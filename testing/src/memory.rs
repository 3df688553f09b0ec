//! In-memory stores.
//!
//! [`InMemoryBookstore`] keeps every table in one mutex-guarded value and
//! implements all store traits against it. Orderings, filters, totals and
//! error variants follow the `PostgreSQL` stores:
//!
//! - listing totals are computed over the same filter as the page
//! - a missing category row yields `None` category fields
//! - a book without an inventory row is out of stock
//! - order creation either commits every item or changes nothing
//!
//! Clones share the same tables.

use crate::mocks::test_clock;
use async_trait::async_trait;
use bookstore_core::book::{
    Book, BookDetail, BookQuery, BookWithCategory, RELATED_BOOKS_LIMIT, RelatedBook, RelationType,
    discount_rate,
};
use bookstore_core::carousel::Carousel;
use bookstore_core::category::{Category, CategoryNode, build_tree};
use bookstore_core::environment::Clock;
use bookstore_core::order::{
    NewOrder, Order, OrderDetail, OrderItem, OrderStatus, OrderStatusFilter, OrderSummary,
    ShippingAddress, TransitionPolicy,
};
use bookstore_core::pagination::check_limit;
use bookstore_core::store::{
    BookStore, CarouselStore, CategoryStore, FavoriteStore, OrderStore, ReadinessProbe, UserStore,
};
use bookstore_core::user::{
    NewUser, ProfileUpdate, SIGNUP_POINTS, UserAddress, UserCredentials, UserProfile, UserStats,
    validate_email, validate_username,
};
use bookstore_core::{DateTime, Decimal, Page, Pagination, StoreError, Utc, check_text};
use std::collections::{BTreeMap, HashMap};
use std::sync::{Arc, Mutex, MutexGuard, PoisonError};

#[derive(Debug, Clone)]
struct StoredUser {
    profile: UserProfile,
    password_hash: String,
}

#[derive(Debug, Clone, Copy)]
struct Relation {
    book_id: i64,
    related_book_id: i64,
    relation_type: RelationType,
}

#[derive(Debug, Clone, Copy)]
struct Favorite {
    user_id: i64,
    book_id: i64,
    created_at: DateTime<Utc>,
}

#[derive(Debug)]
struct Tables {
    categories: BTreeMap<i64, Category>,
    books: BTreeMap<i64, Book>,
    inventory: HashMap<i64, i32>,
    relations: Vec<Relation>,
    users: BTreeMap<i64, StoredUser>,
    addresses: BTreeMap<i64, UserAddress>,
    orders: BTreeMap<i64, Order>,
    order_items: BTreeMap<i64, OrderItem>,
    favorites: Vec<Favorite>,
    carousels: BTreeMap<i64, Carousel>,
    next_user_id: i64,
    next_order_id: i64,
    next_item_id: i64,
    ready: bool,
}

impl Default for Tables {
    fn default() -> Self {
        Self {
            categories: BTreeMap::new(),
            books: BTreeMap::new(),
            inventory: HashMap::new(),
            relations: Vec::new(),
            users: BTreeMap::new(),
            addresses: BTreeMap::new(),
            orders: BTreeMap::new(),
            order_items: BTreeMap::new(),
            favorites: Vec::new(),
            carousels: BTreeMap::new(),
            next_user_id: 1,
            next_order_id: 1,
            next_item_id: 1,
            ready: true,
        }
    }
}

impl Tables {
    fn listing(&self, book: &Book) -> BookWithCategory {
        let category = self.categories.get(&book.category_id);
        BookWithCategory {
            book: book.clone(),
            category_name: category.map(|c| c.name.clone()),
            category_slug: category.map(|c| c.slug.clone()),
        }
    }

    fn stock(&self, book_id: i64) -> i32 {
        self.inventory.get(&book_id).copied().unwrap_or(0)
    }

    fn related_books(&self, book_id: i64) -> Vec<RelatedBook> {
        let mut related: Vec<(RelationType, &Book)> = self
            .relations
            .iter()
            .filter(|r| r.book_id == book_id && r.related_book_id != book_id)
            .filter_map(|r| self.books.get(&r.related_book_id).map(|b| (r.relation_type, b)))
            .collect();
        related.sort_by(|(ta, a), (tb, b)| {
            tb.as_str().cmp(ta.as_str()).then_with(|| a.id.cmp(&b.id))
        });

        related
            .into_iter()
            .take(usize::try_from(RELATED_BOOKS_LIMIT).unwrap_or_default())
            .map(|(relation_type, book)| RelatedBook {
                id: book.id,
                title: book.title.clone(),
                author: book.author.clone(),
                cover_image: book.cover_image.clone(),
                selling_price: book.selling_price,
                relation_type,
            })
            .collect()
    }

    fn featured(
        &self,
        limit: i64,
        flag: impl Fn(&Book) -> bool,
        compare: impl Fn(&Book, &Book) -> std::cmp::Ordering,
    ) -> Result<Vec<BookWithCategory>, StoreError> {
        let limit = check_limit(limit)?;
        let mut books: Vec<&Book> = self.books.values().filter(|b| flag(b)).collect();
        books.sort_by(|a, b| compare(a, b));
        Ok(books
            .into_iter()
            .take(usize::try_from(limit).unwrap_or_default())
            .map(|b| self.listing(b))
            .collect())
    }

    fn shipping_address(&self, address_id: Option<i64>) -> ShippingAddress {
        address_id
            .and_then(|id| self.addresses.get(&id))
            .map(|a| ShippingAddress {
                recipient_name: Some(a.recipient_name.clone()),
                recipient_phone: Some(a.recipient_phone.clone()),
                province: Some(a.province.clone()),
                city: Some(a.city.clone()),
                district: Some(a.district.clone()),
                detail_address: Some(a.detail_address.clone()),
            })
            .unwrap_or_default()
    }

    fn order_detail(&self, order_id: i64) -> Option<OrderDetail> {
        let order = self.orders.get(&order_id)?;
        let items = self
            .order_items
            .values()
            .filter(|item| item.order_id == order_id)
            .map(|item| {
                let book = self.books.get(&item.book_id);
                OrderItem {
                    title: book.map(|b| b.title.clone()),
                    cover_image: book.map(|b| b.cover_image.clone()),
                    ..item.clone()
                }
            })
            .collect();

        Some(OrderDetail {
            order: order.clone(),
            address: self.shipping_address(order.address_id),
            items,
        })
    }

    fn check_unique(
        &self,
        username: Option<&str>,
        email: Option<&str>,
        except: Option<i64>,
    ) -> Result<(), StoreError> {
        let others = self
            .users
            .values()
            .filter(|u| Some(u.profile.id) != except)
            .map(|u| &u.profile);
        for other in others {
            if username.is_some_and(|name| other.username == name) {
                return Err(StoreError::conflict("username already exists"));
            }
            if email.is_some_and(|email| other.email.as_deref() == Some(email)) {
                return Err(StoreError::conflict("email already exists"));
            }
        }
        Ok(())
    }

    fn user_mut(&mut self, user_id: i64) -> Result<&mut StoredUser, StoreError> {
        self.users
            .get_mut(&user_id)
            .ok_or_else(|| StoreError::not_found("User", user_id))
    }
}

fn missing_reference(constraint: &str) -> StoreError {
    StoreError::validation(format!("referenced record does not exist ({constraint})"))
}

fn paginate<T>(items: Vec<T>, pagination: Pagination) -> Page<T> {
    let total = i64::try_from(items.len()).unwrap_or(i64::MAX);
    let offset = usize::try_from(pagination.offset()).unwrap_or(usize::MAX);
    let limit = usize::try_from(pagination.limit()).unwrap_or_default();
    let items = items.into_iter().skip(offset).take(limit).collect();
    Page::new(items, total)
}

/// Every store of the bookstore, backed by process memory.
///
/// # Examples
///
/// ```
/// use bookstore_testing::{InMemoryBookstore, fixtures};
///
/// let store = InMemoryBookstore::new().with_reserve_stock(false);
/// store.insert_book(fixtures::book(1, "Dune", 1));
/// store.set_inventory(1, 3);
/// assert_eq!(store.inventory(1), Some(3));
/// ```
#[derive(Clone)]
pub struct InMemoryBookstore {
    tables: Arc<Mutex<Tables>>,
    clock: Arc<dyn Clock>,
    reserve_stock: bool,
    transition_policy: TransitionPolicy,
}

impl Default for InMemoryBookstore {
    fn default() -> Self {
        Self::new()
    }
}

impl InMemoryBookstore {
    /// Empty tables, stock reservation on, permissive status transitions
    /// and a fixed clock at the test epoch.
    #[must_use]
    pub fn new() -> Self {
        Self {
            tables: Arc::new(Mutex::new(Tables::default())),
            clock: Arc::new(test_clock()),
            reserve_stock: true,
            transition_policy: TransitionPolicy::Permissive,
        }
    }

    /// Use another clock for write timestamps.
    #[must_use]
    pub fn with_clock(mut self, clock: impl Clock + 'static) -> Self {
        self.clock = Arc::new(clock);
        self
    }

    /// Enable or disable inventory decrements on order creation.
    #[must_use]
    pub const fn with_reserve_stock(mut self, reserve_stock: bool) -> Self {
        self.reserve_stock = reserve_stock;
        self
    }

    /// Set the order status transition policy.
    #[must_use]
    pub const fn with_transition_policy(mut self, policy: TransitionPolicy) -> Self {
        self.transition_policy = policy;
        self
    }

    fn tables(&self) -> MutexGuard<'_, Tables> {
        self.tables.lock().unwrap_or_else(PoisonError::into_inner)
    }

    /// Add or replace a category.
    pub fn insert_category(&self, category: Category) {
        self.tables().categories.insert(category.id, category);
    }

    /// Add or replace a book. Inventory is seeded separately.
    pub fn insert_book(&self, book: Book) {
        self.tables().books.insert(book.id, book);
    }

    /// Set the inventory quantity of a book.
    pub fn set_inventory(&self, book_id: i64, quantity: i32) {
        self.tables().inventory.insert(book_id, quantity);
    }

    /// Current inventory quantity, `None` without an inventory row.
    #[must_use]
    pub fn inventory(&self, book_id: i64) -> Option<i32> {
        self.tables().inventory.get(&book_id).copied()
    }

    /// Record that `related_book_id` is related to `book_id`.
    pub fn relate(&self, book_id: i64, related_book_id: i64, relation_type: RelationType) {
        self.tables().relations.push(Relation {
            book_id,
            related_book_id,
            relation_type,
        });
    }

    /// Add a user with an explicit id and password digest.
    pub fn insert_user(&self, id: i64, username: &str, password_hash: &str) -> UserProfile {
        let created_at = self.clock.now();
        let mut tables = self.tables();
        let profile = UserProfile {
            id,
            username: username.to_string(),
            email: None,
            phone: None,
            nickname: None,
            bio: None,
            avatar_url: None,
            gender: None,
            birth_date: None,
            points: SIGNUP_POINTS,
            created_at,
            updated_at: None,
        };
        tables.users.insert(
            id,
            StoredUser {
                profile: profile.clone(),
                password_hash: password_hash.to_string(),
            },
        );
        tables.next_user_id = tables.next_user_id.max(id + 1);
        profile
    }

    /// Add or replace a saved address.
    pub fn insert_address(&self, address: UserAddress) {
        self.tables().addresses.insert(address.id, address);
    }

    /// Add or replace a carousel slide.
    pub fn insert_carousel(&self, carousel: Carousel) {
        self.tables().carousels.insert(carousel.id, carousel);
    }

    /// Make [`ReadinessProbe::ping`] succeed or fail.
    pub fn set_ready(&self, ready: bool) {
        self.tables().ready = ready;
    }

    /// Number of stored orders.
    #[must_use]
    pub fn order_count(&self) -> usize {
        self.tables().orders.len()
    }

    /// Number of stored order items across all orders.
    #[must_use]
    pub fn order_item_count(&self) -> usize {
        self.tables().order_items.len()
    }
}

#[async_trait]
impl BookStore for InMemoryBookstore {
    async fn list_books(&self, query: &BookQuery) -> Result<Page<BookWithCategory>, StoreError> {
        query.validate()?;
        let tables = self.tables();

        let sort = query.sort();
        let mut matching: Vec<&Book> = tables.books.values().filter(|b| query.matches(b)).collect();
        matching.sort_by(|a, b| sort.compare(a, b));

        let listings: Vec<BookWithCategory> =
            matching.into_iter().map(|b| tables.listing(b)).collect();
        Ok(paginate(listings, query.pagination()))
    }

    async fn get_book(&self, id: i64) -> Result<Option<BookDetail>, StoreError> {
        let tables = self.tables();
        let Some(book) = tables.books.get(&id) else {
            return Ok(None);
        };

        Ok(Some(BookDetail {
            listing: tables.listing(book),
            stock: tables.stock(id),
            discount_rate: discount_rate(book.original_price, book.selling_price),
            related_books: tables.related_books(id),
        }))
    }

    async fn hot_books(&self, limit: i64) -> Result<Vec<BookWithCategory>, StoreError> {
        self.tables().featured(
            limit,
            |b| b.is_hot,
            |a, b| b.sales_volume.cmp(&a.sales_volume).then_with(|| b.id.cmp(&a.id)),
        )
    }

    async fn new_books(&self, limit: i64) -> Result<Vec<BookWithCategory>, StoreError> {
        self.tables().featured(
            limit,
            |b| b.is_new,
            |a, b| b.created_at.cmp(&a.created_at).then_with(|| b.id.cmp(&a.id)),
        )
    }
}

----------------------------------------

Read through the entries above and copy each line that has the string "struct" in it.

= OUTPUT BELOW =
struct StoredUser {
struct Relation {
struct Favorite {
struct Tables {
pub struct InMemoryBookstore {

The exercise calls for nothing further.